A University of Cambridge–trained obstetrician and reproductive scientist, Dr. Potts emerged in the 1960s as a leader in what was then a revolutionary movement for access to reliable contraception and safe abortion.
Long before he joined the faculty of UC Berkeley School of Public Health in 1992 as the inaugural Fred H. Bixby Endowed Chair in Population and Family Planning, Potts was widely recognized as a visionary, with a rare gift for using science to win opponents over to his mission to promote women’s health—and the right to self-determination—around the world.

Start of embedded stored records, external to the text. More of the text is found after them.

// src/models/attempt.rs

use chrono::{DateTime, Utc};
use serde::{Deserialize, Serialize};
use sqlx::FromRow;

use super::{
    question::{Difficulty, PublicQuestion},
    text_enum,
};

text_enum!(
    /// Attempt lifecycle. The only transition is `InProgress -> Completed`.
    AttemptStatus, "attempt status" {
        InProgress => "in_progress",
        Completed => "completed",
    }
);

/// Represents the 'quiz_attempts' table.
#[derive(Debug, Clone, FromRow, Serialize)]
#[serde(rename_all = "camelCase")]
pub struct QuizAttempt {
    pub id: i64,
    pub student_id: i64,
    pub quiz_id: i64,
    #[sqlx(try_from = "String")]
    pub status: AttemptStatus,
    pub start_time: DateTime<Utc>,
    pub end_time: Option<DateTime<Utc>>,
    pub score: Option<i32>,
}

impl QuizAttempt {
    /// Seconds between start and end (or `now` while still open).
    pub fn elapsed_secs(&self, now: DateTime<Utc>) -> i64 {
        let end = self.end_time.unwrap_or(now);
        (end - self.start_time).num_seconds().max(0)
    }
}

/// Represents the 'answer_records' table.
/// (attempt_id, question_id) is unique; resubmissions overwrite.
#[derive(Debug, Clone, FromRow, Serialize)]
#[serde(rename_all = "camelCase")]
pub struct AnswerRecord {
    pub attempt_id: i64,
    pub question_id: i64,
    pub submitted_answer: String,
    pub is_correct: bool,
    pub points_earned: i32,
    pub time_spent: i32,
    pub answered_at: DateTime<Utc>,
}

/// Upsert payload for the answer ledger.
#[derive(Debug, Clone)]
pub struct NewAnswer {
    pub attempt_id: i64,
    pub question_id: i64,
    pub submitted_answer: String,
    pub is_correct: bool,
    pub points_earned: i32,
    pub time_spent: i32,
}

/// Answer row flattened with its question's topic, for analytics.
#[derive(Debug, Clone, FromRow)]
pub struct AnswerFact {
    pub attempt_id: i64,
    pub question_id: i64,
    pub topic: String,
    pub is_correct: bool,
}

/// Row for a student's attempt history.
#[derive(Debug, Clone, FromRow, Serialize)]
#[serde(rename_all = "camelCase")]
pub struct AttemptSummary {
    pub id: i64,
    pub quiz_id: i64,
    pub quiz_title: String,
    #[sqlx(try_from = "String")]
    pub status: AttemptStatus,
    pub start_time: DateTime<Utc>,
    pub end_time: Option<DateTime<Utc>>,
    pub score: Option<i32>,
    pub passing_score: i32,
    /// Null until the attempt has a score.
    pub passed: Option<bool>,
}

// ---- Requests ----

/// DTO for `POST /quiz/timed-exam/start`.
#[derive(Debug, Deserialize)]
#[serde(rename_all = "camelCase")]
pub struct StartTimedExamRequest {
    /// Seconds.
    pub time_limit: i32,
    pub question_count: i32,
    pub difficulty: Option<Difficulty>,
}

/// DTO for `POST /quiz/adaptive/start`.
#[derive(Debug, Deserialize)]
#[serde(rename_all = "camelCase")]
pub struct StartAdaptiveRequest {
    pub target_difficulty: Difficulty,
    pub question_count: i32,
    pub time_limit: Option<i32>,
}

/// DTO for `POST /quiz/attempt/{id}/answer`.
#[derive(Debug, Deserialize)]
#[serde(rename_all = "camelCase")]
pub struct SubmitAnswerRequest {
    pub question_id: i64,
    /// Strings are compared as-is; arrays/objects (labeling, drag-drop) by their compact JSON.
    pub answer: serde_json::Value,
    #[serde(default)]
    pub time_spent: i32,
}

// ---- Responses ----

#[derive(Debug, Serialize)]
#[serde(rename_all = "camelCase")]
pub struct AttemptStarted {
    pub attempt_id: i64,
    pub quiz_id: i64,
    pub time_limit: i32,
    pub total_questions: i32,
    pub passing_score: i32,
}

#[derive(Debug, Serialize, PartialEq, Eq)]
#[serde(rename_all = "camelCase")]
pub struct AnswerResult {
    pub is_correct: bool,
    pub points_earned: i32,
    pub correct_answer: String,
}

#[derive(Debug, Serialize, PartialEq, Eq)]
#[serde(rename_all = "camelCase")]
pub struct FinishResult {
    pub score: i32,
    pub passed: bool,
    pub total_questions: i32,
    pub answered_questions: i32,
    pub total_points_earned: i64,
    pub total_possible_points: i64,
    /// Elapsed seconds between start and finish.
    pub time_spent: i64,
}

#[derive(Debug, Serialize, PartialEq, Eq)]
#[serde(rename_all = "camelCase")]
pub struct QuestionProgress {
    pub question_id: i64,
    pub position: i32,
    pub answered: bool,
    pub is_correct: Option<bool>,
    pub points_earned: i32,
}

#[derive(Debug, Serialize, PartialEq, Eq)]
#[serde(rename_all = "camelCase")]
pub struct Progress {
    pub attempt_id: i64,
    pub status: AttemptStatus,
    pub total_questions: i32,
    pub answered_questions: i32,
    pub progress_percentage: i32,
    pub questions: Vec<QuestionProgress>,
}

#[derive(Debug, Serialize)]
#[serde(rename_all = "camelCase")]
pub struct RecordedAnswer {
    pub submitted_answer: String,
    pub is_correct: bool,
    pub points_earned: i32,
    pub time_spent: i32,
}

#[derive(Debug, Serialize)]
#[serde(rename_all = "camelCase")]
pub struct AttemptQuestionDetail {
    #[serde(flatten)]
    pub question: PublicQuestion,
    pub points: i32,
    pub position: i32,
    pub answer: Option<RecordedAnswer>,
    /// Revealed only after the attempt is completed.
    pub correct_answer: Option<String>,
    pub explanation: Option<String>,
}

#[derive(Debug, Serialize)]
#[serde(rename_all = "camelCase")]
pub struct AttemptDetail {
    #[serde(flatten)]
    pub attempt: QuizAttempt,
    pub quiz_title: String,
    pub time_limit: i32,
    pub passing_score: i32,
    pub passed: Option<bool>,
    pub questions: Vec<AttemptQuestionDetail>,
}
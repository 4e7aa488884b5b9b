// src/handlers/mod.rs

pub mod admin;
pub mod auth;
pub mod instructor;
pub mod quiz;
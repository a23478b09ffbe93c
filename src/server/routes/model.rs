// SPDX-License-Identifier: AGPL-3.0-or-later
// Copyright (C) 2025 Blackman Artificial Intelligence Technologies Inc.

//! Model lifecycle routes

use std::collections::BTreeMap;
use std::path::PathBuf;

use axum::{
    extract::{Query, State},
    routing::{get, post},
    Json, Router,
};
use serde::{Deserialize, Serialize};

use super::ModelQuery;
use crate::manager::ModelStatus;
use crate::models::ModelDescriptor;
use crate::server::error::ApiError;
use crate::server::state::AppState;

pub fn router() -> Router<AppState> {
    Router::new()
        .route("/model/list", get(list_models))
        .route("/model/list/status", get(list_statuses))
        .route("/model/status", get(model_status))
        .route("/model/verify", get(verify_model))
        .route("/model/download", post(download_model))
        .route("/model/remove", post(remove_model))
}

#[derive(Debug, Serialize)]
pub struct ModelListResponse {
    pub models: &'static [ModelDescriptor],
    pub default_model_id: String,
}

#[derive(Debug, Serialize)]
pub struct StatusListResponse {
    pub models: Vec<ModelStatus>,
}

#[derive(Debug, Serialize)]
pub struct VerifyResponse {
    pub model_id: String,
    pub model_path: PathBuf,
    pub all_files_present: bool,
    pub files: BTreeMap<String, bool>,
}

#[derive(Debug, Serialize)]
pub struct LifecycleResponse {
    pub success: bool,
    pub message: String,
    pub model_id: String,
    pub model_path: PathBuf,
}

#[derive(Debug, Default, Deserialize)]
pub struct DownloadQuery {
    pub model_id: Option<String>,
    #[serde(default)]
    pub force: bool,
}

async fn list_models(State(state): State<AppState>) -> Json<ModelListResponse> {
    Json(ModelListResponse {
        models: state.manager.available_models(),
        default_model_id: state.manager.default_model().to_string(),
    })
}

async fn list_statuses(State(state): State<AppState>) -> Result<Json<StatusListResponse>, ApiError> {
    Ok(Json(StatusListResponse {
        models: state.manager.all_statuses()?,
    }))
}

async fn model_status(
    State(state): State<AppState>,
    Query(query): Query<ModelQuery>,
) -> Result<Json<ModelStatus>, ApiError> {
    Ok(Json(state.manager.model_status(query.model_id.as_deref())?))
}

async fn verify_model(
    State(state): State<AppState>,
    Query(query): Query<ModelQuery>,
) -> Result<Json<VerifyResponse>, ApiError> {
    let backend = state.manager.get_backend(query.model_id.as_deref())?;
    let model_path = backend.model_path();
    if !model_path.exists() {
        return Err(ApiError::not_found(
            "Model directory does not exist. Run download first.",
        ));
    }

    let files = backend.verify_model_files();
    Ok(Json(VerifyResponse {
        model_id: backend.model_id().to_string(),
        model_path,
        all_files_present: files.values().all(|present| *present),
        files,
    }))
}

async fn download_model(
    State(state): State<AppState>,
    Query(query): Query<DownloadQuery>,
) -> Result<Json<LifecycleResponse>, ApiError> {
    let backend = state.manager.get_backend(query.model_id.as_deref())?;
    let model_id = backend.model_id().to_string();

    if backend.is_downloaded() && !query.force {
        return Ok(Json(LifecycleResponse {
            success: true,
            message: "Model already downloaded. Use force=true to re-download.".to_string(),
            model_id,
            model_path: backend.model_path(),
        }));
    }

    let model_path = backend.download_model(query.force).await.map_err(|e| {
        tracing::error!("Download of {} failed: {}", model_id, e);
        ApiError::internal(format!("Download failed: {}", e))
    })?;

    Ok(Json(LifecycleResponse {
        success: true,
        message: "Model downloaded successfully.".to_string(),
        model_id,
        model_path,
    }))
}

async fn remove_model(
    State(state): State<AppState>,
    Query(query): Query<ModelQuery>,
) -> Result<Json<LifecycleResponse>, ApiError> {
    let backend = state.manager.get_backend(query.model_id.as_deref())?;
    let model_id = backend.model_id().to_string();
    let model_path = backend.model_path();

    // Partial downloads lack the markers but still occupy the directory.
    if !model_path.exists() {
        return Ok(Json(LifecycleResponse {
            success: true,
            message: "Model not downloaded, nothing to remove.".to_string(),
            model_id,
            model_path,
        }));
    }

    backend.delete_model().await.map_err(|e| {
        tracing::error!("Removal of {} failed: {}", model_id, e);
        ApiError::internal(format!("Removal failed: {}", e))
    })?;

    Ok(Json(LifecycleResponse {
        success: true,
        message: "Model removed successfully.".to_string(),
        model_id,
        model_path,
    }))
}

Among his many achievements: Potts convinced a priest in Ethiopia to allow the use of contraception to save women’s lives; he performed vasectomies at a train station in India on men who feared going to a hospital; working with his late wife and collaborator, Dr. Martha Campbell, he led international efforts to ensure access to misoprostol to treat and prevent postpartum hemorrhage in many countries.
In 2009, Dr. Potts established UC Berkeley Public Health’s Bixby Center for Population, Health and Sustainability, an enduring institution that embodies his passion for research and for training the next generation of scholars.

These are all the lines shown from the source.